Glasgow has won a £24m UK government grant intended to make it one of the UK's first smart cities. It will use the money on projects to demonstrate how a city of the future might work. It will use analytical software and security cameras to help identify and prevent crime in the city and monitor energy levels to find new ways of providing gas and electricity to poorer areas where fuel poverty is a big issue. Glasgow will not be the UK's only smart city. Others including Birmingham, Sunderland and London are beginning to roll out technologies to make services work more smartly. The grant was offered by the Technology Strategy Board. BBC News, January 25.
Switching to electric and plug-in hybrid cars could reduce companies' fleet fuel costs by three quarters, according to the results of a new survey. The Energy Saving Trust-backed study explores the potential savings available to 20 organisations, including Boots, Network Rail and Morrisons, each of which have now been issued with a strategic plan to help them introduce electric vehicles into their fleets. While the report finds pure electric vehicles very attractive for regular and predictable journeys under 100 miles a day, installing charging points on premises significantly boosts the range these cars can travel, "proving the business case for a pure EV beyond doubt". BusinessGreen, January 24.

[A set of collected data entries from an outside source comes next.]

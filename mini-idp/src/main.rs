use mini_idp::prelude::*;

#[tokio::main]
async fn main() -> Result<()> {
    let config = Config::load()?;
    init_tracing(&config)?;

    let state = AppState::new(config.clone());
    let app = router(state);

    Server::new(config).serve(app).await
}
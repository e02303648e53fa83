//! HTTP routes for the manifest generator

use axum::{
    extract::{rejection::FormRejection, State},
    http::{header, HeaderMap, HeaderValue, Uri},
    response::IntoResponse,
    routing::{get, post},
    Form, Router,
};

use crate::{
    error::{Error, Result},
    health::{health, readiness},
    manifest::{naming, Manifest, ManifestRequest, NamingWarning},
    state::AppState,
    templates::{HtmlTemplate, IndexTemplate, ResultTemplate},
};

mod form;

pub use form::{GenerateForm, DEFAULT_ENV_TYPE, DEFAULT_REPLICAS};

/// Content type served for raw manifests
pub const YAML_CONTENT_TYPE: &str = "application/yaml";

/// Build the application router
pub fn router(state: AppState) -> Router {
    Router::new()
        .route("/", get(index))
        .route("/generate", post(generate))
        .route("/manifest.yaml", post(manifest_yaml))
        .route("/health", get(health))
        .route("/ready", get(readiness))
        .fallback(not_found)
        .with_state(state)
}

/// GET / - the parameter form
async fn index() -> impl IntoResponse {
    HtmlTemplate::page(IndexTemplate::default())
}

/// POST /generate - HTML page embedding the manifest
async fn generate(
    State(state): State<AppState>,
    form: std::result::Result<Form<GenerateForm>, FormRejection>,
) -> Result<impl IntoResponse> {
    let Form(form) = form?;
    let request = form.to_request()?;
    let (manifest, warnings) = render(&state, &request);

    Ok(HtmlTemplate::page(ResultTemplate::new(
        manifest,
        warnings,
        form.service_name.unwrap_or_default(),
        form.env_type.unwrap_or_default(),
    )))
}

/// POST /manifest.yaml - the bare manifest, for `kubectl apply -f -`
async fn manifest_yaml(
    State(state): State<AppState>,
    form: std::result::Result<Form<GenerateForm>, FormRejection>,
) -> Result<impl IntoResponse> {
    let Form(form) = form?;
    let request = form.to_request()?;
    let (manifest, _) = render(&state, &request);

    let mut headers = HeaderMap::new();
    headers.insert(header::CONTENT_TYPE, HeaderValue::from_static(YAML_CONTENT_TYPE));
    let disposition = HeaderValue::from_str(&format!(
        "attachment; filename=\"{}.yaml\"",
        manifest.environment_name
    ))
    .unwrap_or_else(|_| HeaderValue::from_static("attachment; filename=\"manifest.yaml\""));
    headers.insert(header::CONTENT_DISPOSITION, disposition);

    Ok((headers, manifest.yaml))
}

async fn not_found(uri: Uri) -> Error {
    Error::NotFound(format!("No route for {}", uri.path()))
}

/// Render and log one generation, flagging names the API server would reject
fn render(state: &AppState, request: &ManifestRequest) -> (Manifest, Vec<NamingWarning>) {
    let builder = state.builder();
    let manifest = builder.render(request);
    let warnings = naming::check(
        &request.service_name,
        &request.env_type,
        &builder.settings().ingress_domain,
    );

    for warning in &warnings {
        tracing::warn!(
            environment_name = %manifest.environment_name,
            field = %warning.field,
            "Generated manifest has invalid name: {}", warning
        );
    }

    tracing::info!(
        service_name = %manifest.service_name,
        environment_name = %manifest.environment_name,
        replicas = manifest.replicas,
        warnings = warnings.len(),
        "Generated manifest"
    );

    (manifest, warnings)
}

UK electric car drivers could have 122,000 public charge points to choose from by the end of the decade, under new EU plans to accelerate the rollout of infrastructure to support alternative fuel vehicles. The European Commission published a proposal to mandate a minimum number of standardised public recharging points that each member state should have in place by 31 December 2020. The commission has put forward the idea, alongside plans to promote hydrogen and natural gas powered vehicles, with a view to accelerating the distribution of low-carbon vehicles across the EU. BusinessGreen, January 24.
Sainsbury's has announced that its new store in Leek, Staffordshire will feature an LED lighting system that promises to slash energy use by almost 60 per cent. The company said that it has become the first supermarket in the world to install GE's new Lumination Linear Suspended lighting system, which not only takes advantage of highly efficient LEDs but also includes daylight sensors to optimise the use of natural daylight. According to Sainsbury's, the new lighting will cut energy use by 59 per cent compared to conventional in-store lighting, delivering annual energy savings equivalent to that required to make 10 million cups of tea. BusinessGreen, January 25.